= Task details =
Make your reply a word-for-word repeat of the records.

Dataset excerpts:
□ □ □ □ □

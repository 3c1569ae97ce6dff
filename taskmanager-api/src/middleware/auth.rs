/// JWT authentication layer
///
/// Wraps `taskmanager_shared::auth::middleware::authenticate` for axum. On
/// success the caller's [`AuthContext`] is inserted into request extensions;
/// on failure the request never reaches the handler.

use crate::app::AppState;
use axum::{
    extract::{Request, State},
    http::header,
    middleware::Next,
    response::Response,
};
use taskmanager_shared::auth::middleware::{authenticate, AuthContext, AuthError};

/// Authenticates the request or answers 401
pub async fn jwt_auth_layer(
    State(state): State<AppState>,
    mut req: Request,
    next: Next,
) -> Result<Response, AuthError> {
    let auth_header = req
        .headers()
        .get(header::AUTHORIZATION)
        .and_then(|value| value.to_str().ok());

    let auth: AuthContext = authenticate(
        &state.services.tokens,
        state.services.users.as_ref(),
        auth_header,
    )
    .await
    .map_err(|e| {
        tracing::debug!(error = %e, "Authentication failed");
        e
    })?;

    tracing::Span::current().record("user_id", auth.user_id);
    req.extensions_mut().insert(auth);

    Ok(next.run(req).await)
}
/// Application state and router builder
///
/// # Example
///
/// ```no_run
/// use taskmanager_api::{app::{build_router, AppState}, config::Config};
/// use sqlx::PgPool;
///
/// # async fn example() -> anyhow::Result<()> {
/// let config = Config::from_env()?;
/// let pool = PgPool::connect(&config.database.url).await?;
/// let app = build_router(AppState::new(pool, config));
/// # Ok(())
/// # }
/// ```

use crate::{
    config::Config, error::json_method_not_allowed, middleware::auth::jwt_auth_layer, routes,
};
use axum::{
    body::Body,
    extract::DefaultBodyLimit,
    http::{header, HeaderValue, Method, Request},
    routing::{get, post},
    Router,
};
use sqlx::PgPool;
use std::{sync::Arc, time::Duration};
use taskmanager_shared::{auth::jwt::TokenService, repository::Repositories, services::Services};
use tower_http::{
    catch_panic::CatchPanicLayer,
    cors::CorsLayer,
    request_id::{MakeRequestUuid, PropagateRequestIdLayer, SetRequestIdLayer},
    timeout::TimeoutLayer,
    trace::{DefaultOnResponse, TraceLayer},
};
use tracing::Level;

/// Shared application state
///
/// Cloned into every handler through axum's `State` extractor; every field
/// is reference-counted.
#[derive(Clone)]
pub struct AppState {
    pub db: PgPool,

    pub services: Services,

    pub config: Arc<Config>,
}

impl AppState {
    /// Wires PostgreSQL repositories and services for the given pool
    pub fn new(db: PgPool, config: Config) -> Self {
        let services = Services::new(
            Repositories::postgres(db.clone()),
            TokenService::new(&config.jwt.secret),
        );

        Self::with_services(db, services, config)
    }

    /// Uses prebuilt services, e.g. with a shortened token lifetime
    pub fn with_services(db: PgPool, services: Services, config: Config) -> Self {
        Self {
            db,
            services,
            config: Arc::new(config),
        }
    }
}

/// Builds the router with all routes and middleware
///
/// # Routes
///
/// ```text
/// GET    /ping               public
/// GET    /health             public
/// POST   /register           public
/// POST   /login              public
/// GET    /tasks              bearer token
/// POST   /tasks              bearer token
/// GET    /tasks/:task_id     bearer token
/// PATCH  /tasks/:task_id     bearer token
/// DELETE /tasks/:task_id     bearer token
/// ```
///
/// # Middleware Stack
///
/// Outermost first: request id, tracing, request id propagation, panic
/// catching, CORS, timeout, body limit, JSON 405 bodies.
pub fn build_router(state: AppState) -> Router {
    let public_routes = Router::new()
        .route("/ping", get(routes::health::ping))
        .route("/health", get(routes::health::health_check))
        .route("/register", post(routes::auth::register))
        .route("/login", post(routes::auth::login));

    let task_routes = Router::new()
        .route(
            "/tasks",
            get(routes::tasks::index).post(routes::tasks::store),
        )
        .route(
            "/tasks/:task_id",
            get(routes::tasks::show)
                .patch(routes::tasks::update)
                .delete(routes::tasks::destroy),
        )
        .layer(axum::middleware::from_fn_with_state(
            state.clone(),
            jwt_auth_layer,
        ));

    let api = &state.config.api;
    let trace = TraceLayer::new_for_http()
        .make_span_with(|request: &Request<Body>| {
            let request_id = request
                .headers()
                .get("x-request-id")
                .and_then(|value| value.to_str().ok())
                .unwrap_or("-");

            tracing::info_span!(
                "http_request",
                method = %request.method(),
                uri = %request.uri(),
                request_id,
                user_id = tracing::field::Empty,
            )
        })
        .on_response(DefaultOnResponse::new().level(Level::INFO));

    Router::new()
        .merge(public_routes)
        .merge(task_routes)
        .layer(axum::middleware::map_response(json_method_not_allowed))
        .layer(DefaultBodyLimit::max(api.body_limit_bytes))
        .layer(TimeoutLayer::new(Duration::from_secs(
            api.request_timeout_seconds,
        )))
        .layer(cors_layer(&api.cors_origins))
        .layer(CatchPanicLayer::new())
        .layer(PropagateRequestIdLayer::x_request_id())
        .layer(trace)
        .layer(SetRequestIdLayer::x_request_id(MakeRequestUuid))
        .with_state(state)
}

fn cors_layer(origins: &[String]) -> CorsLayer {
    if origins.iter().any(|origin| origin == "*") {
        return CorsLayer::permissive();
    }

    let origins: Vec<HeaderValue> = origins
        .iter()
        .filter_map(|origin| origin.parse().ok())
        .collect();

    CorsLayer::new()
        .allow_origin(origins)
        .allow_methods([
            Method::GET,
            Method::POST,
            Method::PATCH,
            Method::DELETE,
            Method::OPTIONS,
        ])
        .allow_headers([header::AUTHORIZATION, header::CONTENT_TYPE])
        .max_age(Duration::from_secs(3600))
}
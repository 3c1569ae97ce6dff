/// Middleware for the API server
///
/// - `auth`: Bearer token authentication for the task routes

pub mod auth;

□ □ □ □ □

= Expected answer =
repository 3c1569ae97ce6dff
filename taskmanager-api/src/middleware/auth.rs
/// JWT authentication layer
///
/// Wraps `taskmanager_shared::auth::middleware::authenticate` for axum. On
/// success the caller's [`AuthContext`] is inserted into request extensions;
/// on failure the request never reaches the handler.

use crate::app::AppState;
use axum::{
    extract::{Request, State},
    http::header,
    middleware::Next,
    response::Response,
};
use taskmanager_shared::auth::middleware::{authenticate, AuthContext, AuthError};

/// Authenticates the request or answers 401
pub async fn jwt_auth_layer(
    State(state): State<AppState>,
    mut req: Request,
    next: Next,
) -> Result<Response, AuthError> {
    let auth_header = req
        .headers()
        .get(header::AUTHORIZATION)
        .and_then(|value| value.to_str().ok());

    let auth: AuthContext = authenticate(
        &state.services.tokens,
        state.services.users.as_ref(),
        auth_header,
    )
    .await
    .map_err(|e| {
        tracing::debug!(error = %e, "Authentication failed");
        e
    })?;

    tracing::Span::current().record("user_id", auth.user_id);
    req.extensions_mut().insert(auth);

    Ok(next.run(req).await)
}
/// Application state and router builder
///
/// # Example
///
/// ```no_run
/// use taskmanager_api::{app::{build_router, AppState}, config::Config};
/// use sqlx::PgPool;
///
/// # async fn example() -> anyhow::Result<()> {
/// let config = Config::from_env()?;
/// let pool = PgPool::connect(&config.database.url).await?;
/// let app = build_router(AppState::new(pool, config));
/// # Ok(())
/// # }
/// ```

use crate::{
    config::Config, error::json_method_not_allowed, middleware::auth::jwt_auth_layer, routes,
};
use axum::{
    body::Body,
    extract::DefaultBodyLimit,
    http::{header, HeaderValue, Method, Request},
    routing::{get, post},
    Router,
};
use sqlx::PgPool;
use std::{sync::Arc, time::Duration};
use taskmanager_shared::{auth::jwt::TokenService, repository::Repositories, services::Services};
use tower_http::{
    catch_panic::CatchPanicLayer,
    cors::CorsLayer,
    request_id::{MakeRequestUuid, PropagateRequestIdLayer, SetRequestIdLayer},
    timeout::TimeoutLayer,
    trace::{DefaultOnResponse, TraceLayer},
};
use tracing::Level;

/// Shared application state
///
/// Cloned into every handler through axum's `State` extractor; every field
/// is reference-counted.
#[derive(Clone)]
pub struct AppState {
    pub db: PgPool,

    pub services: Services,

    pub config: Arc<Config>,
}

impl AppState {
    /// Wires PostgreSQL repositories and services for the given pool
    pub fn new(db: PgPool, config: Config) -> Self {
        let services = Services::new(
            Repositories::postgres(db.clone()),
            TokenService::new(&config.jwt.secret),
        );

        Self::with_services(db, services, config)
    }

    /// Uses prebuilt services, e.g. with a shortened token lifetime
    pub fn with_services(db: PgPool, services: Services, config: Config) -> Self {
        Self {
            db,
            services,
            config: Arc::new(config),
        }
    }
}

/// Builds the router with all routes and middleware
///
/// # Routes
///
/// ```text
/// GET    /ping               public
/// GET    /health             public
/// POST   /register           public
/// POST   /login              public
/// GET    /tasks              bearer token
/// POST   /tasks              bearer token
/// GET    /tasks/:task_id     bearer token
/// PATCH  /tasks/:task_id     bearer token
/// DELETE /tasks/:task_id     bearer token
/// ```
///
/// # Middleware Stack
///
/// Outermost first: request id, tracing, request id propagation, panic
/// catching, CORS, timeout, body limit, JSON 405 bodies.
pub fn build_router(state: AppState) -> Router {
    let public_routes = Router::new()
        .route("/ping", get(routes::health::ping))
        .route("/health", get(routes::health::health_check))
        .route("/register", post(routes::auth::register))
        .route("/login", post(routes::auth::login));

    let task_routes = Router::new()
        .route(
            "/tasks",
            get(routes::tasks::index).post(routes::tasks::store),
        )
        .route(
            "/tasks/:task_id",
            get(routes::tasks::show)
                .patch(routes::tasks::update)
                .delete(routes::tasks::destroy),
        )
        .layer(axum::middleware::from_fn_with_state(
            state.clone(),
            jwt_auth_layer,
        ));

    let api = &state.config.api;
    let trace = TraceLayer::new_for_http()
        .make_span_with(|request: &Request<Body>| {
            let request_id = request
                .headers()
                .get("x-request-id")
                .and_then(|value| value.to_str().ok())
                .unwrap_or("-");

            tracing::info_span!(
                "http_request",
                method = %request.method(),
                uri = %request.uri(),
                request_id,
                user_id = tracing::field::Empty,
            )
        })
        .on_response(DefaultOnResponse::new().level(Level::INFO));

    Router::new()
        .merge(public_routes)
        .merge(task_routes)
        .layer(axum::middleware::map_response(json_method_not_allowed))
        .layer(DefaultBodyLimit::max(api.body_limit_bytes))
        .layer(TimeoutLayer::new(Duration::from_secs(
            api.request_timeout_seconds,
        )))
        .layer(cors_layer(&api.cors_origins))
        .layer(CatchPanicLayer::new())
        .layer(PropagateRequestIdLayer::x_request_id())
        .layer(trace)
        .layer(SetRequestIdLayer::x_request_id(MakeRequestUuid))
        .with_state(state)
}

fn cors_layer(origins: &[String]) -> CorsLayer {
    if origins.iter().any(|origin| origin == "*") {
        return CorsLayer::permissive();
    }

    let origins: Vec<HeaderValue> = origins
        .iter()
        .filter_map(|origin| origin.parse().ok())
        .collect();

    CorsLayer::new()
        .allow_origin(origins)
        .allow_methods([
            Method::GET,
            Method::POST,
            Method::PATCH,
            Method::DELETE,
            Method::OPTIONS,
        ])
        .allow_headers([header::AUTHORIZATION, header::CONTENT_TYPE])
        .max_age(Duration::from_secs(3600))
}
repository 3c1569ae97ce6dff
/// Middleware for the API server
///
/// - `auth`: Bearer token authentication for the task routes

pub mod auth;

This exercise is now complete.